Vieles, was irgendwie in einem progressiven Prozess begriffen war, läuft Gefahr, zurückzufallen, sagt der Berliner Philosophe Philipp Hübl in seinem Buch: „Die aufgeregte Gesellschaft: Wie Emotionen unsere Moral prägen und die Polarisierung verstärken“. Was Konservativen entgegenkomme, denn vielen sei diese Entwicklung viel zu schnell gegangen, so der Philosoph. So lässt sich vermuten, dass es manchen vielleicht unbewusst sogar gelegen kommt, dass nun jemand wieder Regeln aufstellt, Beschränkungen einführt, dass ein Hirte sagt, wo die Schäflein langzugehen haben.

Das Selbstbestimmungsrecht des Menschen wurde in den vergangenen Wochen mehr wie eingeschränkt, die Freiheit war an einem kleinen Ort. Wenn man glaubte, sie wiederzuerhalten, wie der Besuch in einem Restaurant, wurde die Freude gleich wieder geschmälert. Ein Registereintrag für ein Teller Pommes? No way.

Derart kontrolliert und abhängig von Entscheidungen von Aussen war ich das letzte Mal in meiner Teenagerzeit. Kontrolle, wann man vom Ausgang eintrudelte. Wer einen bis vor die Haustür begleitete. Da gab es Einschränkung der Freiheit. In den Sturm- und Drangjahren, in denen Ausgang und Konzertbesuche so zentral und wichtig waren. Wichtiger als die Noten in der Schule. Eine Zeit, in der das strenge „Nein“ meines Vaters auf die Frage, ob ich ans Konzert meiner Lieblingsband gehen könne, mich bis ins Mark traf und ich dieses Verbot nur gemein fand. So gemein, dass ich wütend meinen geliebten Wecker an die Wand schmiss und er in tausend Stücke zerbrach.

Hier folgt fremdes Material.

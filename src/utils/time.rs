//! Time parsing and formatting utilities

use crate::error::{LossCutError, LossCutResult};

/// Parse a time string to seconds
///
/// Accepts plain seconds (`12.5`), `MM:SS[.ms]`, and `HH:MM:SS[.ms]`.
pub fn parse_time(time_str: &str) -> LossCutResult<f64> {
    let time_str = time_str.trim();

    if let Ok(seconds) = time_str.parse::<f64>() {
        return Ok(seconds);
    }

    let parts: Vec<&str> = time_str.split(':').collect();
    let parsed: Option<Vec<f64>> = parts.iter().map(|p| p.parse::<f64>().ok()).collect();

    match parsed.as_deref() {
        Some([minutes, seconds]) => Ok(minutes * 60.0 + seconds),
        Some([hours, minutes, seconds]) => Ok(hours * 3600.0 + minutes * 60.0 + seconds),
        _ => Err(LossCutError::InvalidTimeFormat {
            time: time_str.to_string(),
        }),
    }
}

/// Format seconds as `HH:MM:SS.mmm` for display
pub fn format_time(seconds: f64) -> String {
    let seconds = seconds.max(0.0);
    let hours = (seconds / 3600.0) as u32;
    let minutes = ((seconds % 3600.0) / 60.0) as u32;
    let secs = (seconds % 60.0) as u32;
    let milliseconds = ((seconds % 1.0) * 1000.0).round() as u32;

    format!(
        "{:02}:{:02}:{:02}.{:03}",
        hours,
        minutes,
        secs,
        milliseconds.min(999)
    )
}

/// Format seconds as a filename-safe timecode (`HH.MM.SS.mmm`)
pub fn filename_timecode(seconds: f64) -> String {
    format_time(seconds).replace(':', ".")
}
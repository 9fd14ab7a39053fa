//! Output path derivation for cut, merge, and extraction products

use std::path::{Path, PathBuf};

use crate::probe::CodecType;
use crate::utils::time::filename_timecode;

/// Directory an output lands in: the requested directory, else next to the source
fn output_dir(source: &Path, out_dir: Option<&Path>) -> PathBuf {
    match out_dir {
        Some(dir) => dir.to_path_buf(),
        None => source
            .parent()
            .map(Path::to_path_buf)
            .unwrap_or_else(|| PathBuf::from(".")),
    }
}

fn source_stem(source: &Path) -> String {
    source
        .file_stem()
        .map(|s| s.to_string_lossy().to_string())
        .unwrap_or_else(|| "output".to_string())
}

/// Output path for one cut segment, named by its time range
pub fn cut_output_path(
    source: &Path,
    out_dir: Option<&Path>,
    cut_from: f64,
    cut_to: f64,
    extension: &str,
) -> PathBuf {
    let name = format!(
        "{}-{}-{}.{}",
        source_stem(source),
        filename_timecode(cut_from),
        filename_timecode(cut_to),
        extension
    );
    output_dir(source, out_dir).join(name)
}

/// Output path for a merged file, named after the first input
pub fn merge_output_path(first_source: &Path, out_dir: Option<&Path>, extension: &str) -> PathBuf {
    let name = format!("{}-merged.{}", source_stem(first_source), extension);
    output_dir(first_source, out_dir).join(name)
}

/// Output path for one extracted stream
pub fn stream_output_path(
    source: &Path,
    out_dir: Option<&Path>,
    stream_index: usize,
    codec_type: CodecType,
    codec_name: &str,
    extension: &str,
) -> PathBuf {
    let name = format!(
        "{}-stream-{}-{}-{}.{}",
        source_stem(source),
        stream_index,
        codec_type,
        codec_name,
        extension
    );
    output_dir(source, out_dir).join(name)
}
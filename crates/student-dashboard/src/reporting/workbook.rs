//! In-memory workbook layout and the atomic spreadsheet writer.

use super::blocks::Cell;
use crate::error::{DashboardError, Result};
use rust_xlsxwriter::{Format, Image, Workbook, Worksheet};
use std::fs;
use std::path::{Path, PathBuf};
use tracing::{debug, info, warn};

pub const CLEANED_SHEET: &str = "Cleaned_Data";
pub const SUMMARY_SHEET: &str = "Summary";

/// An image placed with its top-left corner on a cell.
#[derive(Debug, Clone, PartialEq)]
pub struct ImageAnchor {
    pub row: u32,
    pub col: u16,
    pub path: PathBuf,
}

/// One worksheet: a grid of rows plus anchored images.
#[derive(Debug, Clone, Default, PartialEq)]
pub struct SheetLayout {
    pub name: String,
    pub rows: Vec<Vec<Cell>>,
    /// Rows rendered in bold (titles and headers).
    pub bold_rows: Vec<u32>,
    pub images: Vec<ImageAnchor>,
}

impl SheetLayout {
    pub fn new(name: impl Into<String>) -> Self {
        Self {
            name: name.into(),
            ..Default::default()
        }
    }

    /// Index of the next row to be written.
    pub fn cursor(&self) -> u32 {
        self.rows.len() as u32
    }

    pub fn push_row(&mut self, row: Vec<Cell>) {
        self.rows.push(row);
    }

    pub fn push_bold_row(&mut self, row: Vec<Cell>) {
        self.bold_rows.push(self.cursor());
        self.rows.push(row);
    }

    pub fn push_blank_rows(&mut self, count: u32) {
        for _ in 0..count {
            self.rows.push(Vec::new());
        }
    }

    /// Find the first row whose leading cell is `text`.
    pub fn find_row(&self, text: &str) -> Option<u32> {
        self.rows
            .iter()
            .position(|row| matches!(row.first(), Some(Cell::Text(t)) if t == text))
            .map(|row| row as u32)
    }
}

/// Every sheet of a report, in tab order.
#[derive(Debug, Clone, Default, PartialEq)]
pub struct WorkbookLayout {
    pub sheets: Vec<SheetLayout>,
}

impl WorkbookLayout {
    pub fn sheet(&self, name: &str) -> Option<&SheetLayout> {
        self.sheets.iter().find(|sheet| sheet.name == name)
    }

    pub fn image_count(&self) -> usize {
        self.sheets.iter().map(|sheet| sheet.images.len()).sum()
    }
}

/// Save a layout as an xlsx file.
///
/// The workbook is first saved next to `dest` and then renamed onto it, so
/// a failed save never leaves a partial report at `dest`.
pub fn save_workbook(layout: &WorkbookLayout, dest: &Path) -> Result<()> {
    if let Some(parent) = dest.parent()
        && !parent.as_os_str().is_empty()
    {
        fs::create_dir_all(parent).map_err(|e| DashboardError::write(parent, e))?;
    }

    let mut workbook = Workbook::new();
    for sheet in &layout.sheets {
        let worksheet = build_worksheet(sheet).map_err(|e| DashboardError::write(dest, e))?;
        workbook.push_worksheet(worksheet);
    }

    let staging = staging_path(dest);
    if let Err(e) = workbook.save(&staging) {
        discard(&staging);
        return Err(DashboardError::write(dest, e));
    }
    if let Err(e) = fs::rename(&staging, dest) {
        discard(&staging);
        return Err(DashboardError::write(dest, e));
    }

    info!(
        "Report saved: {} ({} sheets, {} images)",
        dest.display(),
        layout.sheets.len(),
        layout.image_count()
    );
    Ok(())
}

fn build_worksheet(sheet: &SheetLayout) -> std::result::Result<Worksheet, rust_xlsxwriter::XlsxError> {
    let mut worksheet = Worksheet::new();
    worksheet.set_name(&sheet.name)?;
    let bold = Format::new().set_bold();

    for (row, cells) in sheet.rows.iter().enumerate() {
        let row = row as u32;
        let is_bold = sheet.bold_rows.contains(&row);
        for (col, cell) in cells.iter().enumerate() {
            let col = col as u16;
            match (cell, is_bold) {
                (Cell::Text(text), true) => {
                    worksheet.write_string_with_format(row, col, text, &bold)?;
                }
                (Cell::Text(text), false) => {
                    worksheet.write_string(row, col, text)?;
                }
                (Cell::Number(value), _) => {
                    worksheet.write_number(row, col, *value)?;
                }
                (Cell::Blank, _) => {}
            }
        }
    }

    for anchor in &sheet.images {
        let image = Image::new(&anchor.path)?;
        worksheet.insert_image(anchor.row, anchor.col, &image)?;
        debug!(
            "Embedded '{}' at {}!R{}C{}",
            anchor.path.display(),
            sheet.name,
            anchor.row + 1,
            anchor.col + 1
        );
    }

    Ok(worksheet)
}

fn staging_path(dest: &Path) -> PathBuf {
    let name = dest
        .file_name()
        .map(|name| name.to_string_lossy().into_owned())
        .unwrap_or_else(|| "report".to_string());
    dest.with_file_name(format!(".{}.partial", name))
}

fn discard(staging: &Path) {
    if staging.exists()
        && let Err(e) = fs::remove_file(staging)
    {
        warn!("Could not remove '{}': {}", staging.display(), e);
    }
}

Ich musste zu Hause bleiben. Durfte nichts Neues entdecken, in die Weite streben, meine Lebenskräfte erproben, mich mit Freunden auf Abenteuer einlassen. Alles förderliche, persönlichkeitsstärkende Dinge. Die Obrigkeit hatte ihre Oberhand. Ich musste mich fügen, da war keine andere Wahl. Es traf mich auch, weil ich auf mein „Wieso nicht?“ keine befriedigende Antwort bekam. „Einfach!“, hiess es und liess mich konsterniert zurück, weil es keinen Gedanken gab, den ich hätte nachvollziehen können. Keine logische Begründung, die mir in irgendeiner Form verhältnismässig erschien.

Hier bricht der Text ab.